If the parable is to be understood, the interpreter obviously needs to explain the symbolism. 

For a long time, I got stuck in the oil, or on the meaning of the oil. I supposed that if I figured out what the oil symbolized, that would take me a long way towards a correct interpretation. But I had gotten ahead of myself, or ahead of the symbolism of the parable, since I had not actually figured out who the bridesmaids were. I had erroneously assumed that the ten bridesmaids were just ordinary Christians, some of whom were wise, and some of whom were foolish. But, as it happens, that ain’t right.

Eventually, it dawned on me: The parable is actually missing a key character, an all-important character. That character is the Bride. In this parable, the bridesmaids are not the Bride herself. They are instead attendants to the Bride. They are her designated servants. They are the bridesmaids. 

Someone at this point may second-guess my interpretation. And I understand why that someone might second-guess my interpretation. Someone may think, “But the passage does not say that the ten virgins are bridesmaids. That’s just your contemporary understanding of it, based on your ethnocentric cultural experience of weddings nowadays. Your interpretation is both ethnocentric and anachronistic.”

And initially, I might be inclined to concede my erroneous interpretive ways. I might defer to that castigating someone, if not for the two passages that sandwich the Parable of the Ten Virgins.       

In the passage immediately before, Jesus talks about two servants, one of whom diligently takes care of his underlings, and the other who abuses his underlings. This is easier to understand. Jesus is talking about leaders who are entrusted with the care of their Master’s populace. Some are good and faithful; others go bad and start abusing their Master’s people.   

In the passage immediately after, Jesus talks about servants who are entrusted with their Master’s resources. Some make wise and diligent use of their Master’s resources and are subsequently rewarded. Others are less diligent, but receive a due reward. One, though, is entirely negligent, and receives a fearsome punishment rather than a reward.

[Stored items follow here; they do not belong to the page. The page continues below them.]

//! The per-ship agent facade.
//!
//! Owns the state machine, navigator and gunner for one ship; the host
//! calls `tick(context, ...)` once per simulation step and actuates the
//! returned command. Construction validates configuration and fails
//! fast — a misconfigured agent never reaches its first tick.

use std::fmt;

use rand::SeedableRng;
use rand_chacha::ChaCha8Rng;

use corsair_core::constants::MIN_TIME_IN_STATE_SECS;
use corsair_core::context::Context;
use corsair_core::enums::StateKind;
use corsair_core::sensors::{SpatialQuery, VisibilityProbe};
use corsair_core::types::{Command, SteeringTuning};
use corsair_nav::{NavConfig, Navigator};

use crate::gunner::{Gunner, GunnerConfig};
use crate::machine::StateMachine;
use crate::states::Actuators;

/// Full configuration for one ship agent.
#[derive(Debug, Clone, Copy, PartialEq)]
pub struct AgentConfig {
    pub nav: NavConfig,
    pub gunner: GunnerConfig,
    pub tuning: SteeringTuning,
    /// Minimum dwell time between behavior switches (seconds).
    pub min_time_in_state_secs: f32,
    /// Seed for the agent's behavioral randomness.
    pub seed: u64,
}

impl Default for AgentConfig {
    fn default() -> Self {
        Self {
            nav: NavConfig::default(),
            gunner: GunnerConfig::default(),
            tuning: SteeringTuning {
                forward_accel: 80.0,
                reverse_accel: 40.0,
                strafe_accel: 50.0,
                dead_zone: 1.5,
            },
            min_time_in_state_secs: MIN_TIME_IN_STATE_SECS,
            seed: 0,
        }
    }
}

/// Construction-time configuration failure.
#[derive(Debug, Clone, PartialEq, Eq)]
pub enum ConfigError {
    /// Dwell time must be positive for hysteresis to mean anything.
    NonPositiveDwell,
    /// A steering acceleration limit is zero or negative.
    NonPositiveAccel(&'static str),
    /// A navigator parameter is out of range.
    InvalidNav(&'static str),
    /// A gunner parameter is out of range.
    InvalidGunner(&'static str),
}

impl fmt::Display for ConfigError {
    fn fmt(&self, f: &mut fmt::Formatter<'_>) -> fmt::Result {
        match self {
            ConfigError::NonPositiveDwell => {
                write!(f, "min_time_in_state_secs must be positive")
            }
            ConfigError::NonPositiveAccel(which) => {
                write!(f, "steering tuning `{which}` must be positive")
            }
            ConfigError::InvalidNav(which) => write!(f, "nav config `{which}` is invalid"),
            ConfigError::InvalidGunner(which) => {
                write!(f, "gunner config `{which}` is invalid")
            }
        }
    }
}

impl std::error::Error for ConfigError {}

impl AgentConfig {
    pub fn validate(&self) -> Result<(), ConfigError> {
        if self.min_time_in_state_secs <= 0.0 {
            return Err(ConfigError::NonPositiveDwell);
        }
        if self.tuning.forward_accel <= 0.0 {
            return Err(ConfigError::NonPositiveAccel("forward_accel"));
        }
        if self.tuning.reverse_accel <= 0.0 {
            return Err(ConfigError::NonPositiveAccel("reverse_accel"));
        }
        if self.tuning.strafe_accel <= 0.0 {
            return Err(ConfigError::NonPositiveAccel("strafe_accel"));
        }
        if self.nav.max_speed <= 0.0 {
            return Err(ConfigError::InvalidNav("max_speed"));
        }
        if self.nav.ray_count == 0 {
            return Err(ConfigError::InvalidNav("ray_count"));
        }
        if self.gunner.primary_range <= 0.0 {
            return Err(ConfigError::InvalidGunner("primary_range"));
        }
        if self.gunner.projectile_speed <= 0.0 {
            return Err(ConfigError::InvalidGunner("projectile_speed"));
        }
        Ok(())
    }
}

/// One ship's complete decision core.
pub struct ShipAgent {
    machine: StateMachine,
    navigator: Navigator,
    gunner: Gunner,
    rng: ChaCha8Rng,
    tick: u64,
    last_context: Option<Context>,
}

impl ShipAgent {
    pub fn new(config: AgentConfig) -> Result<Self, ConfigError> {
        config.validate()?;
        Ok(Self {
            machine: StateMachine::new(config.min_time_in_state_secs),
            navigator: Navigator::new(config.nav, config.tuning),
            gunner: Gunner::new(config.gunner),
            rng: ChaCha8Rng::seed_from_u64(config.seed),
            tick: 0,
            last_context: None,
        })
    }

    /// Run one decision tick: score and tick the active behavior, then
    /// let the navigator turn the chosen waypoint into steering.
    pub fn tick(
        &mut self,
        ctx: &Context,
        sensors: &dyn SpatialQuery,
        probe: &dyn VisibilityProbe,
        dt: f32,
    ) -> Command {
        let mut cmd = Command::default();
        {
            let mut act = Actuators {
                navigator: &mut self.navigator,
                gunner: &mut self.gunner,
                command: &mut cmd,
                probe,
                tick: self.tick,
            };
            self.machine.update(ctx, &mut act, &mut self.rng, dt);
        }
        self.navigator.tick(&ctx.kinematics, sensors, dt, &mut cmd);
        self.last_context = Some(*ctx);
        self.tick += 1;
        cmd
    }

    /// Identity of the active behavior, for telemetry/observation layers.
    pub fn active_state(&self) -> StateKind {
        self.machine.active_kind()
    }

    /// Utility scores from the last tick, in declaration order.
    pub fn utility_scores(&self) -> &[f32; 6] {
        self.machine.scores()
    }

    /// The context most recently fed to `tick`, for observation layers.
    pub fn last_context(&self) -> Option<&Context> {
        self.last_context.as_ref()
    }

    pub fn navigator(&self) -> &Navigator {
        &self.navigator
    }

    pub fn gunner(&self) -> &Gunner {
        &self.gunner
    }
}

Crucially, all three passages are speaking about the same thing: the faithfulness of appointed leaders in their respective roles. The bridesmaids are actually church leaders. Their assignment is to give light to the Bride of Christ, though she goes unmentioned in the parable. The foolish bridesmaids fail the Bride the worst the very moment she need them most. They let the fire go out before the Groom arrives. They give no light to the Bride. This particular interpretation might seem to be a stretch, if not for the passage that comes immediately before and the passage that comes immediately after. Jesus is speaking to just one topic, the rewards or the punishment that await his appointed servants based on their degree of faithfulness in serving him and his Bride, the Church.     

An astute family member of mine pointed out that Jesus does something very similar in Luke 15: He uses three consecutive parables to illustrate his one point there, which is just how graciously and lavishly God responds to genuine repentance.

Back to this parable, then. The bridesmaids are church leaders entrusted with preparing and teaching the truth of God’s Word. The wise bridesmaids are diligent and faithful in preparing and teaching the truth. The flame of the Holy Spirit continues to shine where they serve because they persist and continue to present the pure truth of the Word, especially in the darkest hour. The foolish bridesmaids have also been entrusted with the solemn responsibility of presenting the truth of the Word, but they fail to do so adequately, and thus the flame of the Spirit is extinguished where they serve. Ultimately, because they have failed to do their part in keeping the flame of the Spirit lit, the foolish bridesmaids themselves are denied entrance into the Kingdom. They are left behind and shut out. Terrifying.

This is sobering stuff. Bridesmaids, beware: You are responsible to continually light the way for the people of God. Give me oil for my lamp; keep me burning. Give me oil for my lamp, I pray.